Arthritis developing in children below 16 years of age is called Juvenile Idiopathic arthritis (JIA). The word arthritis means joint inflammation; “arth” means joint and “itis” mean inflammation. The etiology of childhood arthritis is unknown but a dysfunctional immune system starts attacking healthy joints and tissues causing symptoms. Occasionaly an infection can trigger for onset of arthritis. Untreated arthritis in children can lead to joint contractures, damage the cartilage and bones and cause altered bone growth leading to growth retardation.
Therefore, early diagnosis and treatment can prevent joint damage.
There are different types of childhood arthritis like polyarticular JIA, oligoarticular JIA, systemic onset JIA, Juvenile spondyloarthritis and others. About one in every 1000 children may develop some form of arthritis during any age but it is rare in the first six months of life. Children can present with a variety of symptoms such as fevers, rash, red eyes, joint pain and swelling. Children may not be able to express their feelings or joint symptoms in words. They can hence present with restriction of their activities and mobility or may limp or may stop walking or stop using the affected limb.

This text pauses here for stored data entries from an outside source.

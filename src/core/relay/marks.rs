//! Playback acknowledgment tracking.
//!
//! Every assistant chunk sent to telephony is followed by a named mark; the
//! telephony side echoes the mark back once that audio has been played. The
//! tracker holds the marks still in flight, oldest first.

use std::collections::VecDeque;
use std::fmt;
use std::str::FromStr;

use serde::{Deserialize, Serialize};

/// Name carried by every mark the relay emits.
pub const RESPONSE_PART_MARK: &str = "responsePart";

/// Default bound on marks awaiting acknowledgment.
pub const DEFAULT_MAX_PENDING_MARKS: usize = 1024;

/// What to do with a new mark when the queue is full.
#[derive(Debug, Clone, Copy, PartialEq, Eq, Default, Serialize, Deserialize)]
#[serde(rename_all = "snake_case")]
pub enum MarkOverflowPolicy {
    /// Evict the oldest pending mark to make room
    #[default]
    DropOldest,
    /// Forward the audio but emit no mark for it
    SkipMark,
}

impl MarkOverflowPolicy {
    pub fn as_str(&self) -> &'static str {
        match self {
            Self::DropOldest => "drop_oldest",
            Self::SkipMark => "skip_mark",
        }
    }
}

impl fmt::Display for MarkOverflowPolicy {
    fn fmt(&self, f: &mut fmt::Formatter<'_>) -> fmt::Result {
        f.write_str(self.as_str())
    }
}

impl FromStr for MarkOverflowPolicy {
    type Err = String;

    fn from_str(s: &str) -> Result<Self, Self::Err> {
        match s.trim().to_lowercase().replace('-', "_").as_str() {
            "drop_oldest" => Ok(Self::DropOldest),
            "skip_mark" => Ok(Self::SkipMark),
            other => Err(format!(
                "Invalid mark overflow policy '{other}': expected 'drop_oldest' or 'skip_mark'"
            )),
        }
    }
}

/// Outcome of [`MarkTracker::push`].
#[derive(Debug, Clone, PartialEq, Eq)]
pub enum MarkPush {
    /// Mark queued; send it
    Queued,
    /// Mark queued after evicting the contained oldest mark; send it
    Evicted(String),
    /// Queue full under `SkipMark`; do not send a mark
    Skipped,
}

impl MarkPush {
    /// Whether the caller should emit the mark message.
    pub fn should_send(&self) -> bool {
        !matches!(self, MarkPush::Skipped)
    }
}

/// FIFO of marks sent to telephony and not yet acknowledged.
#[derive(Debug, Clone, Default)]
pub struct MarkTracker {
    pending: VecDeque<String>,
    capacity: Option<usize>,
    policy: MarkOverflowPolicy,
}

impl MarkTracker {
    /// Unbounded tracker.
    pub fn new() -> Self {
        Self::default()
    }

    /// Tracker bounded to `capacity` marks. `None` or `Some(0)` is unbounded.
    pub fn with_capacity(capacity: Option<usize>, policy: MarkOverflowPolicy) -> Self {
        Self {
            pending: VecDeque::new(),
            capacity: capacity.filter(|c| *c > 0),
            policy,
        }
    }

    pub fn push(&mut self, name: impl Into<String>) -> MarkPush {
        let full = self
            .capacity
            .is_some_and(|capacity| self.pending.len() >= capacity);

        if !full {
            self.pending.push_back(name.into());
            return MarkPush::Queued;
        }

        match self.policy {
            MarkOverflowPolicy::SkipMark => MarkPush::Skipped,
            MarkOverflowPolicy::DropOldest => {
                let evicted = self.pending.pop_front();
                self.pending.push_back(name.into());
                match evicted {
                    Some(oldest) => MarkPush::Evicted(oldest),
                    None => MarkPush::Queued,
                }
            }
        }
    }

    /// Pop the oldest pending mark. No-op on an empty queue.
    pub fn acknowledge(&mut self) -> Option<String> {
        self.pending.pop_front()
    }

    pub fn clear(&mut self) {
        self.pending.clear();
    }

    pub fn len(&self) -> usize {
        self.pending.len()
    }

    pub fn is_empty(&self) -> bool {
        self.pending.is_empty()
    }

    pub fn capacity(&self) -> Option<usize> {
        self.capacity
    }

    pub fn policy(&self) -> MarkOverflowPolicy {
        self.policy
    }
}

Arthritis in children is treatable. You should consult a Rheumatologist if your child complains of pain in his joints and is restricting his or her activities. Your Rheumatologist will ask your child and yourself questions regarding your child’s joint pains, examine your child and may order investigations including blood tests and x-rays to arrive at a diagnosis. Your Rheumatologist will discuss the best treatment options available and expected outcomes for your child’s arthritis. Management of different childhood arthritis is different. Learning strategies to cope with pain, balancing your child’s activities and rest periods and eating a healthy balanced diet are also essential.
Children with arthritis should attend school and can live a normal life. They should participate in extra-curricular and family activities to lead a full and active life. Do not ignore your child’s symptoms of joint pains if they persist for more than a month and are affecting their activities.